While these issues remain at the backdrop of my professional experiences, what continues to amaze me most is the experience of working within my own community. I am working at home. The background here is the fact that I had been “away” for some time. I had left Miami to attend college in Southern California. Following college, I moved to New York to obtain my MSW. Although I had spent most of my summers in Miami and visited home several times a year, returning home as both a professional and young adult was something totally different. Being a social worker afforded me a particular lens through which to understand and examine my community’s problems. I believed this experience was exacerbated by the fact that I worked with the city’s most vulnerable population—children who had come from some of the most difficult family circumstances imaginable. Moreover, Miami is a very special space in which to practice social work.
Like any other major urban metropolis, Miami is a space wrought with its share of social problems, including substantial crime and poverty rates, high HIV/AIDS incidence, and low high school graduation rates. Although Miami often conjures up images of palm trees and South Beach, the city is largely racially and culturally segregated, as well as economically and socially stratified. Miami’s economic and social diversity aggravates its stratification, as haves and have-nots live within close proximity of each other, but in very separate worlds. In this way, the poorest of the city are highly exposed to the glitz, but have zero access.
Given this context for my work, I began to think about the idea of “community social work practice” and what the term meant. I began to reflect upon my co-workers’ perspectives on clients and consider why I sometimes felt differently. What I also noticed was that most of my professional colleagues, and a majority of my co-workers, were transplants, or non-native Miamians who resided in various suburbs of the city. I concluded that this at least somewhat accounted for their experiences of clients and largely accounted for their “othering.” Often, for example, even their verbal accounting of their work included language such as “these people” or an emphasized “they.” I, on the other hand, often found myself saying “my kids.”

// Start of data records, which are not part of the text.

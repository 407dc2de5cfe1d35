pub mod submission;
pub mod telegram;

pub use submission::{
    Accessories,
    FormField,
    MainFormData,
    MeasurementSubmission,
    Room,
    RoomField,
    SendTelegramRequest,
};
pub use telegram::{CallbackAction, CallbackEvent, InlineKeyboardMarkup, MessageRef, Update};
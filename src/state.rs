use reqwest::Client;

use crate::config::TelegramConfig;
use crate::error::AppError;
use crate::services::telegram::TelegramBot;

/// Read-only for the process lifetime; requests share nothing else.
#[derive(Clone)]
pub struct AppState {
    pub telegram: TelegramConfig,
    pub client: Client,
}

impl AppState {
    pub fn new(telegram: TelegramConfig) -> Result<Self, reqwest::Error> {
        let client = TelegramBot::http_client(&telegram)?;
        Ok(Self { telegram, client })
    }

    pub fn bot(&self) -> Result<TelegramBot, AppError> {
        TelegramBot::new(self.client.clone(), &self.telegram)
    }
}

Traditionally, community social work practice refers to an area of social work that focuses on macro social change via policy, legislative advocacy, and community planning, and organizing (Hardcastle, Powers, & Wenocur, 2004). For me, however, community social work practice has come to mean this: the practice of working within a community, as a community member, for the betterment of the community in either a micro or macro capacity. The caveat here is that there is really little to no space between the professional helper and the client as we literally work, live, share community resources, and possibly socialize together to various extents.

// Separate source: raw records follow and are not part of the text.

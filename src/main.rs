//! # coopsched demo binary
//!
//! Runs a small mix of hard-realtime, soft-realtime, and idle tasks on
//! one or more cores, printing the status JSON to stderr once per
//! second via a background idle task on core 0.

use std::sync::atomic::{AtomicU64, Ordering};
use std::sync::Arc;
use std::time::{Duration, Instant};

use clap::Parser;
use tracing::info;
use tracing_subscriber::EnvFilter;

use coopsched::clock::MonotonicClock;
use coopsched::coordinator::{CoreReservation, MultiCoreCoordinator};
use coopsched::task::TaskStatus;
use coopsched::TaskKind;

/// Run the cooperative scheduler demo workload.
#[derive(Parser, Debug)]
#[command(name = "coopsched", about = "Cooperative real-time scheduler demo")]
struct Args {
    /// Number of cores (schedulers) to run. Defaults to the number of
    /// logical CPUs detected on this machine.
    #[arg(long)]
    cores: Option<usize>,

    /// Wall-clock duration to run before exiting. Runs forever if unset.
    #[arg(long)]
    seconds: Option<u64>,

    /// How the coordinator reserves CPU cores for its threads.
    #[arg(long, value_enum, default_value = "none")]
    reserve: ReserveArg,
}

#[derive(Clone, Copy, Debug, clap::ValueEnum)]
enum ReserveArg {
    None,
    Taskset,
    Cgroups,
}

impl From<ReserveArg> for CoreReservation {
    fn from(value: ReserveArg) -> Self {
        match value {
            ReserveArg::None => CoreReservation::None,
            ReserveArg::Taskset => CoreReservation::Taskset,
            ReserveArg::Cgroups => CoreReservation::Cgroups,
        }
    }
}

fn main() {
    tracing_subscriber::fmt()
        .with_env_filter(EnvFilter::try_from_default_env().unwrap_or_else(|_| EnvFilter::new("info")))
        .init();

    let args = Args::parse();
    let cores = args.cores.unwrap_or_else(num_cpus::get);
    let max_runtime = args.seconds.map(Duration::from_secs);

    info!(cores, ?max_runtime, "starting coopsched demo");

    let clock = Arc::new(MonotonicClock::new());
    let mut coordinator = MultiCoreCoordinator::new(clock, args.reserve.into());

    for core_index in 0..cores {
        let scheduler = coordinator.add_core();

        let sensor_count = Arc::new(AtomicU64::new(0));
        let sensor = scheduler.add_periodic(
            TaskKind::HardRealtime,
            "sensor-sample",
            Duration::from_millis(5),
            Box::new(move |_ctx| {
                sensor_count.fetch_add(1, Ordering::Relaxed);
                TaskStatus::Ok
            }),
        );
        scheduler.enable(sensor);

        let telemetry = scheduler.add_periodic(
            TaskKind::SoftRealtime,
            "telemetry-publish",
            Duration::from_millis(50),
            Box::new(|_ctx| TaskStatus::Ok),
        );
        scheduler.enable(telemetry);

        if core_index == 0 {
            let status_cache = scheduler.status_cache();
            let mut last_printed = Instant::now();
            scheduler.add_idle_task(
                "status-printer",
                Box::new(move |_ctx| {
                    if last_printed.elapsed() >= Duration::from_secs(1) {
                        eprintln!("{}", status_cache.read().as_str());
                        last_printed = Instant::now();
                    }
                    TaskStatus::Yield
                }),
            );
        } else {
            scheduler.add_idle_task("background-work", Box::new(|_ctx| TaskStatus::Ok));
        }
    }

    if let Err(err) = coordinator.run(max_runtime) {
        eprintln!("coopsched demo exited with an error: {err}");
        std::process::exit(1);
    }
}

For example, I ran into a client’s mom at a local shopping plaza. On another occasion, during the family history portion of a psychosocial interview, I realized that I knew my client’s family. The ramification here is that my professional work becomes a personal investment. In addition, incidences of vicarious traumatization are perhaps even more exacerbated, as there is a feeling of connectedness to the client’s history and a concern about intervention outcomes. For example, when working with a 15-year-old juvenile offender who has committed an armed robbery, case planning is about more than decreasing his likelihood of recidivism. It is about giving the child the resources that would encourage productive citizenship, non-violence, and goal orientation. And perhaps most importantly, my work is about trying to ensure that this individual will not victimize anyone else in our community—especially me!
To expand upon this particular point, for example, I’ve thought about the term “criminal justice system” and how the system is not designed to rehabilitate, promote prosociality, or effectively deter recidivism. It seems to me that a prosocial and equitable criminal/legal system might be titled something such as “public safety.” This title and the orientation that it connotes would reflect policy, procedure, and planning that aims to protect all community members and promote safety.
I reflectively conclude the following: there is no “Natasha” in community, and at the end of the day, working within my community as a social worker has proved an invaluable experience, as I believe my work will reap benefits for us all. My job, then, is more than helping clients. It is helping my brother, my sister, my grandmother, and myself.
Hardcastle, D., Powers, P., & Wenocur, S. (2004). Community practice: Theories and skills for social workers. New York: Oxford University Press.
Natasha K. Nalls, MSW, received her Master of Science in Social Work from Columbia University in May 2007. She holds a bachelor’s degree in Spanish and Leadership Studies from Claremont McKenna College. At the time this article was written, Ms. Nalls worked at the Law Offices of the Public Defender in Miami, Florida. She currently works for the Alliance for Aging, Inc. in Miami, Fl. She enjoys travel and academic scholarship. Her e-mail address is firstname.lastname@example.org .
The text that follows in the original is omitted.